Limited post multi level tree experience would explain it. While the scheme would work, it's a huge overkill. my understanding is that the single tile trees yielded fairly little wood, while the current trees provide quite a lot (usually: saguaros don't provide much). Thus, a single 31*31 room in the soil level would provide a fair bit of wood once it starts to produce trees. And, keeping traffic away from the tree farm is good advice.
However, it's usually faster to secure a cavern and drain a lake than to set up a tree farm, but that's provided you want to secure the cavern rather than keeping it open to keep the danger level up (but still somehow have a safe wood supply).
Depends on what you're doing.
Single-tile trees are 1 wood, yes, and the largest trees now can produce 50+ wood (I have woodcutters with lots of time on their hands, now...) although last I checked, underground trees like tower caps were bugged to only produce 1 wood, as well.
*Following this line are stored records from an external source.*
use rand::rngs::StdRng;
use rand::{Rng, SeedableRng};
use thromb_analysis::core_modules::component::Label;

pub type Rgb = [u8; 3];

pub const BACKGROUND_COLOR: Rgb = [0, 0, 0];

/// One RGB triple per label; background is black.
///
/// Colors come from the generator handed in, so a fixed seed gives the same
/// picture on every run.
#[derive(Debug, Clone, PartialEq, Eq)]
pub struct ColorTable {
    colors: Vec<Rgb>,
}

impl ColorTable {
    /// Draws a color for every label `1..=num_labels` from `rng`.
    pub fn random<R: Rng>(num_labels: usize, rng: &mut R) -> Self {
        let mut colors = Vec::with_capacity(num_labels + 1);
        colors.push(BACKGROUND_COLOR);
        for _ in 0..num_labels {
            colors.push([rng.random(), rng.random(), rng.random()]);
        }
        Self { colors }
    }

    pub fn seeded(num_labels: usize, seed: u64) -> Self {
        let mut rng = StdRng::seed_from_u64(seed);
        Self::random(num_labels, &mut rng)
    }

    /// Color of `label`; labels outside the table render as background.
    pub fn color(&self, label: Label) -> Rgb {
        self.colors
            .get(label.to_raw())
            .copied()
            .unwrap_or(BACKGROUND_COLOR)
    }
}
Still, thanks to heavy objects being slow to move, and stone being, you know, HEAVY, I found it worthwhile to actually, for the first time in Dwarf Fortress, treat wood as a readily expendable resource, and actually construct above-ground structures with the stuff, (bee houses and some exterior pallisades, not actual housing - I'm not SO far gone I'd make a dwarf sleep in a WOOD house...) liberally consume charcoal and make clear glass, maybe even use
potash as fertilizer!
Maybe it's still gross overkill from old habits dying hard, but Dwarf Fortress is a game of better being safe than sorry. Plus, you can always use drowning chambers for other uses.